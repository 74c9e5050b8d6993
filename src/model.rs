// 该文件是 Kanjian （看见） 项目的一部分。
// src/model.rs - 模型
//
// 本文件根据 Apache 许可证第 2.0 版（以下简称“许可证”）授权使用；
// 除非遵守该许可证条款，否则您不得使用本文件。
// 您可通过以下网址获取许可证副本：
// http://www.apache.org/licenses/LICENSE-2.0
// 除非适用法律要求或书面同意，根据本许可协议分发的软件均按“原样”提供，
// 不附带任何形式的明示或暗示的保证或条件。
// 有关许可权限与限制的具体条款，请参阅本许可协议。
//
// Copyright (C) 2026 Johann Li <me@qinka.pro>, Wareless Group

use std::fmt;

use crate::{
  bitmap::DecodedImage,
  ranking::{RankedResult, TopK},
};

pub trait Model {
  type Input;
  type Output;
  type Error;

  fn infer(&self, input: &Self::Input) -> Result<Self::Output, Self::Error>;
}

/// 模型输入张量的描述
pub trait ModelInfo {
  fn input_dims(&self) -> InputDims;
  fn input_type(&self) -> InputType;
}

/// 将解码后的图像转换为模型输入
///
/// 实现需保持通道顺序，输出几何尺寸与 `dims` 一致。
pub trait Resize {
  type Error;

  fn resize(
    &self,
    image: &DecodedImage,
    dims: InputDims,
    input_type: InputType,
  ) -> Result<ModelInput, Self::Error>;
}

/// NHWC 输入尺寸（批大小恒为 1）
#[derive(Debug, Clone, Copy, PartialEq, Eq)]
pub struct InputDims {
  pub height: u32,
  pub width: u32,
  pub channels: u32,
}

impl InputDims {
  pub fn new(height: u32, width: u32, channels: u32) -> Self {
    InputDims {
      height,
      width,
      channels,
    }
  }

  pub fn of(image: &DecodedImage) -> Self {
    InputDims::new(image.height(), image.width(), image.channels() as u32)
  }

  pub fn elements(&self) -> usize {
    self.height as usize * self.width as usize * self.channels as usize
  }
}

impl Default for InputDims {
  fn default() -> Self {
    InputDims::new(224, 224, 3)
  }
}

impl fmt::Display for InputDims {
  fn fmt(&self, f: &mut fmt::Formatter<'_>) -> fmt::Result {
    write!(f, "{}x{}x{}", self.width, self.height, self.channels)
  }
}

#[derive(Debug, Clone, Copy, Default, PartialEq, Eq)]
pub enum InputType {
  Float,
  #[default]
  Quantized,
}

#[derive(Debug, Clone, PartialEq)]
pub enum ModelInput {
  Float(Box<[f32]>),
  Quantized(Box<[u8]>),
}

impl ModelInput {
  pub fn len(&self) -> usize {
    match self {
      ModelInput::Float(data) => data.len(),
      ModelInput::Quantized(data) => data.len(),
    }
  }

  pub fn is_empty(&self) -> bool {
    self.len() == 0
  }

  pub fn input_type(&self) -> InputType {
    match self {
      ModelInput::Float(_) => InputType::Float,
      ModelInput::Quantized(_) => InputType::Quantized,
    }
  }
}

/// 模型的原始输出分数
#[derive(Debug, Clone, PartialEq)]
pub enum ScoreTensor {
  Float(Box<[f32]>),
  Quantized(Box<[u8]>),
}

impl ScoreTensor {
  pub fn len(&self) -> usize {
    match self {
      ScoreTensor::Float(data) => data.len(),
      ScoreTensor::Quantized(data) => data.len(),
    }
  }

  pub fn is_empty(&self) -> bool {
    self.len() == 0
  }

  pub fn rank(&self, top_k: &TopK) -> RankedResult {
    match self {
      ScoreTensor::Float(scores) => top_k.select(&scores[..]),
      ScoreTensor::Quantized(scores) => top_k.select(&scores[..]),
    }
  }
}

mod passthrough;
pub use self::passthrough::{Passthrough, PassthroughError};

#[cfg(feature = "score_file_model")]
mod score_file;
#[cfg(feature = "score_file_model")]
pub use self::score_file::{ScoreEncoding, ScoreFileError, ScoreFileModel, ScoreFileModelBuilder};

____

* Your goal *
Repeat every line of the listing without a single difference.

* Your response *
repository 74c9e5050b8d6993
filename src/model.rs
// 该文件是 Kanjian （看见） 项目的一部分。
// src/model.rs - 模型
//
// 本文件根据 Apache 许可证第 2.0 版（以下简称“许可证”）授权使用；
// 除非遵守该许可证条款，否则您不得使用本文件。
// 您可通过以下网址获取许可证副本：
// http://www.apache.org/licenses/LICENSE-2.0
// 除非适用法律要求或书面同意，根据本许可协议分发的软件均按“原样”提供，
// 不附带任何形式的明示或暗示的保证或条件。
// 有关许可权限与限制的具体条款，请参阅本许可协议。
//
// Copyright (C) 2026 Johann Li <me@qinka.pro>, Wareless Group

use std::fmt;

use crate::{
  bitmap::DecodedImage,
  ranking::{RankedResult, TopK},
};

pub trait Model {
  type Input;
  type Output;
  type Error;

  fn infer(&self, input: &Self::Input) -> Result<Self::Output, Self::Error>;
}

/// 模型输入张量的描述
pub trait ModelInfo {
  fn input_dims(&self) -> InputDims;
  fn input_type(&self) -> InputType;
}

/// 将解码后的图像转换为模型输入
///
/// 实现需保持通道顺序，输出几何尺寸与 `dims` 一致。
pub trait Resize {
  type Error;

  fn resize(
    &self,
    image: &DecodedImage,
    dims: InputDims,
    input_type: InputType,
  ) -> Result<ModelInput, Self::Error>;
}

/// NHWC 输入尺寸（批大小恒为 1）
#[derive(Debug, Clone, Copy, PartialEq, Eq)]
pub struct InputDims {
  pub height: u32,
  pub width: u32,
  pub channels: u32,
}

impl InputDims {
  pub fn new(height: u32, width: u32, channels: u32) -> Self {
    InputDims {
      height,
      width,
      channels,
    }
  }

  pub fn of(image: &DecodedImage) -> Self {
    InputDims::new(image.height(), image.width(), image.channels() as u32)
  }

  pub fn elements(&self) -> usize {
    self.height as usize * self.width as usize * self.channels as usize
  }
}

impl Default for InputDims {
  fn default() -> Self {
    InputDims::new(224, 224, 3)
  }
}

impl fmt::Display for InputDims {
  fn fmt(&self, f: &mut fmt::Formatter<'_>) -> fmt::Result {
    write!(f, "{}x{}x{}", self.width, self.height, self.channels)
  }
}

#[derive(Debug, Clone, Copy, Default, PartialEq, Eq)]
pub enum InputType {
  Float,
  #[default]
  Quantized,
}

#[derive(Debug, Clone, PartialEq)]
pub enum ModelInput {
  Float(Box<[f32]>),
  Quantized(Box<[u8]>),
}

impl ModelInput {
  pub fn len(&self) -> usize {
    match self {
      ModelInput::Float(data) => data.len(),
      ModelInput::Quantized(data) => data.len(),
    }
  }

  pub fn is_empty(&self) -> bool {
    self.len() == 0
  }

  pub fn input_type(&self) -> InputType {
    match self {
      ModelInput::Float(_) => InputType::Float,
      ModelInput::Quantized(_) => InputType::Quantized,
    }
  }
}

/// 模型的原始输出分数
#[derive(Debug, Clone, PartialEq)]
pub enum ScoreTensor {
  Float(Box<[f32]>),
  Quantized(Box<[u8]>),
}

impl ScoreTensor {
  pub fn len(&self) -> usize {
    match self {
      ScoreTensor::Float(data) => data.len(),
      ScoreTensor::Quantized(data) => data.len(),
    }
  }

  pub fn is_empty(&self) -> bool {
    self.len() == 0
  }

  pub fn rank(&self, top_k: &TopK) -> RankedResult {
    match self {
      ScoreTensor::Float(scores) => top_k.select(&scores[..]),
      ScoreTensor::Quantized(scores) => top_k.select(&scores[..]),
    }
  }
}

mod passthrough;
pub use self::passthrough::{Passthrough, PassthroughError};

#[cfg(feature = "score_file_model")]
mod score_file;
#[cfg(feature = "score_file_model")]
pub use self::score_file::{ScoreEncoding, ScoreFileError, ScoreFileModel, ScoreFileModelBuilder};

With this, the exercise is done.